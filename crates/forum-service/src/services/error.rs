//! Service layer error types
//!
//! Provides a unified error type for all service operations. Domain
//! errors pass through untouched so callers can match on the exact
//! taxonomy; the extra variants cover failures that only exist at the
//! application boundary.

use forum_core::DomainError;
use std::fmt;

/// Service layer error type
#[derive(Debug)]
pub enum ServiceError {
    /// Domain rule violation
    Domain(DomainError),

    /// Resource not found
    NotFound { resource: &'static str, id: String },

    /// Validation error
    Validation(String),

    /// Internal error
    Internal(String),
}

impl fmt::Display for ServiceError {
    fn fmt(&self, f: &mut fmt::Formatter<'_>) -> fmt::Result {
        match self {
            Self::Domain(e) => write!(f, "{e}"),
            Self::NotFound { resource, id } => write!(f, "{resource} not found: {id}"),
            Self::Validation(msg) => write!(f, "Validation error: {msg}"),
            Self::Internal(msg) => write!(f, "Internal error: {msg}"),
        }
    }
}

impl std::error::Error for ServiceError {
    fn source(&self) -> Option<&(dyn std::error::Error + 'static)> {
        match self {
            Self::Domain(e) => Some(e),
            _ => None,
        }
    }
}

impl ServiceError {
    /// Create a not found error
    pub fn not_found(resource: &'static str, id: impl Into<String>) -> Self {
        Self::NotFound {
            resource,
            id: id.into(),
        }
    }

    /// Create a validation error
    pub fn validation(msg: impl Into<String>) -> Self {
        Self::Validation(msg.into())
    }

    /// Create an internal error
    pub fn internal(msg: impl Into<String>) -> Self {
        Self::Internal(msg.into())
    }

    /// Get the HTTP status code for this error
    pub fn status_code(&self) -> u16 {
        match self {
            Self::Domain(e) => {
                if e.is_not_found() {
                    404
                } else if e.is_authorization() {
                    403
                } else if e.is_validation() {
                    400
                } else if e.is_conflict() {
                    409
                } else {
                    500
                }
            }
            Self::NotFound { .. } => 404,
            Self::Validation(_) => 400,
            Self::Internal(_) => 500,
        }
    }

    /// Get the error code for API responses
    pub fn error_code(&self) -> &str {
        match self {
            Self::Domain(e) => e.code(),
            Self::NotFound { .. } => "NOT_FOUND",
            Self::Validation(_) => "VALIDATION_ERROR",
            Self::Internal(_) => "INTERNAL_ERROR",
        }
    }
}

impl From<DomainError> for ServiceError {
    fn from(err: DomainError) -> Self {
        Self::Domain(err)
    }
}

/// Result type for service operations
pub type ServiceResult<T> = Result<T, ServiceError>;
//! Blog integration tests

use forum_common::ForumConfig;
use forum_core::{DomainError, EntityId};
use forum_service::{CreateBlogRequest, ServiceError};
use integration_tests::TestEnv;

#[tokio::test]
async fn test_blog_type_comes_from_config() {
    let env = TestEnv::new();
    let owner = env.new_user();

    let blog = env
        .blogs()
        .create_blog(
            owner,
            CreateBlogRequest {
                name: "rustaceans".to_string(),
                description: "a place for crustaceans".to_string(),
            },
        )
        .await
        .unwrap();
    assert_eq!(blog.blog_type, "collective");
    assert_eq!(blog.owner_id, owner);

    let config = ForumConfig {
        default_blog_type: "personal".to_string(),
        ..ForumConfig::default()
    };
    let env = TestEnv::with_config(config);
    let owner = env.new_user();
    let blog = env
        .blogs()
        .create_blog(
            owner,
            CreateBlogRequest {
                name: "my corner".to_string(),
                description: String::new(),
            },
        )
        .await
        .unwrap();
    assert_eq!(blog.blog_type, "personal");
}

#[tokio::test]
async fn test_blog_requires_existing_owner() {
    let env = TestEnv::new();

    let err = env
        .blogs()
        .create_blog(
            EntityId::new(999_999),
            CreateBlogRequest {
                name: "ghost blog".to_string(),
                description: String::new(),
            },
        )
        .await
        .unwrap_err();
    assert!(matches!(
        err,
        ServiceError::Domain(DomainError::UserNotFound(_))
    ));
}

#[tokio::test]
async fn test_blog_name_is_validated() {
    let env = TestEnv::new();
    let owner = env.new_user();

    let err = env
        .blogs()
        .create_blog(
            owner,
            CreateBlogRequest {
                name: String::new(),
                description: String::new(),
            },
        )
        .await
        .unwrap_err();
    assert!(matches!(err, ServiceError::Validation(_)));
    assert_eq!(err.status_code(), 400);
}

#[tokio::test]
async fn test_get_blog_roundtrip() -> anyhow::Result<()> {
    let env = TestEnv::new();
    let (blog_id, owner) = env.blog_with_owner().await;

    let fetched = env.blogs().get_blog(blog_id).await?;
    assert_eq!(fetched.id, blog_id);
    assert_eq!(fetched.owner_id, owner);

    let err = env.blogs().get_blog(EntityId::new(31_337)).await.unwrap_err();
    assert_eq!(err.status_code(), 404);
    Ok(())
}
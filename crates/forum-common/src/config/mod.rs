//! Configuration loading

mod app_config;

pub use app_config::{AppConfig, AppSettings, ConfigError, Environment, ForumConfig};
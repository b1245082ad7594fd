//! Test fixtures
//!
//! Builds a fully wired [`ServiceContext`] over the in-memory stores,
//! with handles kept to the pieces tests need to seed directly (users,
//! blog membership).

use std::sync::Arc;

use forum_common::ForumConfig;
use forum_core::{EntityId, IdGenerator, RateableRegistry, TargetKind};
use forum_service::{
    BlogService, CreateBlogRequest, CreatePostRequest, PostResponse, PostService, RatingService,
    ServiceContext, SubscriptionService,
};
use forum_store::{
    MemoryBlogRepository, MemoryBlogRoster, MemoryFollowStore, MemoryIdentityProvider,
    MemoryPostRepository, MemoryRatingLedger,
};

/// A complete in-memory deployment of the forum core
pub struct TestEnv {
    pub ctx: ServiceContext,
    identity: Arc<MemoryIdentityProvider>,
    roster: Arc<MemoryBlogRoster>,
    ids: Arc<IdGenerator>,
}

impl TestEnv {
    /// Wire up all stores with every entity kind registered as rateable
    pub fn new() -> Self {
        Self::with_config(ForumConfig::default())
    }

    /// Same wiring, custom limits
    pub fn with_config(config: ForumConfig) -> Self {
        Self::build(
            config,
            RateableRegistry::with_kinds([
                TargetKind::Blog,
                TargetKind::Post,
                TargetKind::UserKarma,
            ]),
        )
    }

    /// Wiring with an empty registry: nothing is rateable until a test
    /// registers a kind itself
    pub fn bare() -> Self {
        Self::build(ForumConfig::default(), RateableRegistry::new())
    }

    fn build(config: ForumConfig, registry: RateableRegistry) -> Self {
        let identity = Arc::new(MemoryIdentityProvider::new());
        let roster = Arc::new(MemoryBlogRoster::new());
        let ids = Arc::new(IdGenerator::new());

        let ctx = ServiceContext::builder()
            .post_repo(Arc::new(MemoryPostRepository::new()))
            .blog_repo(Arc::new(MemoryBlogRepository::new()))
            .ledger(Arc::new(MemoryRatingLedger::new()))
            .subscriptions(Arc::new(MemoryFollowStore::new()))
            .stars(Arc::new(MemoryFollowStore::new()))
            .membership(roster.clone())
            .identity(identity.clone())
            .registry(Arc::new(registry))
            .ids(ids.clone())
            .config(config)
            .build()
            .expect("all dependencies provided");

        Self {
            ctx,
            identity,
            roster,
            ids,
        }
    }

    /// Register a fresh user and return its id
    pub fn new_user(&self) -> EntityId {
        let id = self.ids.generate();
        self.identity.register_user(id);
        id
    }

    /// Record blog membership directly in the roster
    pub fn add_blog_member(&self, blog_id: EntityId, user_id: EntityId) {
        self.roster.add_member(blog_id, user_id);
    }

    pub fn posts(&self) -> PostService<'_> {
        PostService::new(&self.ctx)
    }

    pub fn blogs(&self) -> BlogService<'_> {
        BlogService::new(&self.ctx)
    }

    pub fn ratings(&self) -> RatingService<'_> {
        RatingService::new(&self.ctx)
    }

    pub fn subscriptions(&self) -> SubscriptionService<'_> {
        SubscriptionService::new(&self.ctx)
    }

    /// Create a plain simple post and return the response
    pub async fn simple_post(&self, author_id: EntityId, title: &str) -> PostResponse {
        self.posts()
            .create_post(author_id, simple_post_request(title, "some body text"))
            .await
            .expect("simple post should be accepted")
    }

    /// Create a blog owned by a fresh user; the owner joins the roster
    pub async fn blog_with_owner(&self) -> (EntityId, EntityId) {
        let owner = self.new_user();
        let blog = self
            .blogs()
            .create_blog(
                owner,
                CreateBlogRequest {
                    name: "test blog".to_string(),
                    description: "fixture blog".to_string(),
                },
            )
            .await
            .expect("blog creation should succeed");
        self.add_blog_member(blog.id, owner);
        (blog.id, owner)
    }
}

impl Default for TestEnv {
    fn default() -> Self {
        Self::new()
    }
}

/// Request for a simple post with the given title and body
pub fn simple_post_request(title: &str, text: &str) -> CreatePostRequest {
    CreatePostRequest {
        kind: forum_core::PostKind::Simple,
        title: title.to_string(),
        text: Some(text.to_string()),
        addition: None,
        answers: Vec::new(),
        blog: None,
    }
}

/// Request for a link post
pub fn link_post_request(title: &str, url: &str) -> CreatePostRequest {
    CreatePostRequest {
        kind: forum_core::PostKind::Link,
        title: title.to_string(),
        text: None,
        addition: Some(url.to_string()),
        answers: Vec::new(),
        blog: None,
    }
}

/// Request for a poll post with the given answer texts
pub fn poll_post_request(title: &str, answers: &[&str]) -> CreatePostRequest {
    CreatePostRequest {
        kind: forum_core::PostKind::Poll,
        title: title.to_string(),
        text: None,
        addition: None,
        answers: answers.iter().map(|s| (*s).to_string()).collect(),
        blog: None,
    }
}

----------------

[DIRECTIONS FOR THIS TASK]:
Only lines holding the word "ForumConfig" belong in the answer; copy each one from the material.

[TASK RESULT]:
use forum_common::ForumConfig;
    let config = ForumConfig {
        ..ForumConfig::default()
pub use app_config::{AppConfig, AppSettings, ConfigError, Environment, ForumConfig};
use forum_common::ForumConfig;
        Self::with_config(ForumConfig::default())
    pub fn with_config(config: ForumConfig) -> Self {
        Self::build(ForumConfig::default(), RateableRegistry::new())
    fn build(config: ForumConfig, registry: RateableRegistry) -> Self {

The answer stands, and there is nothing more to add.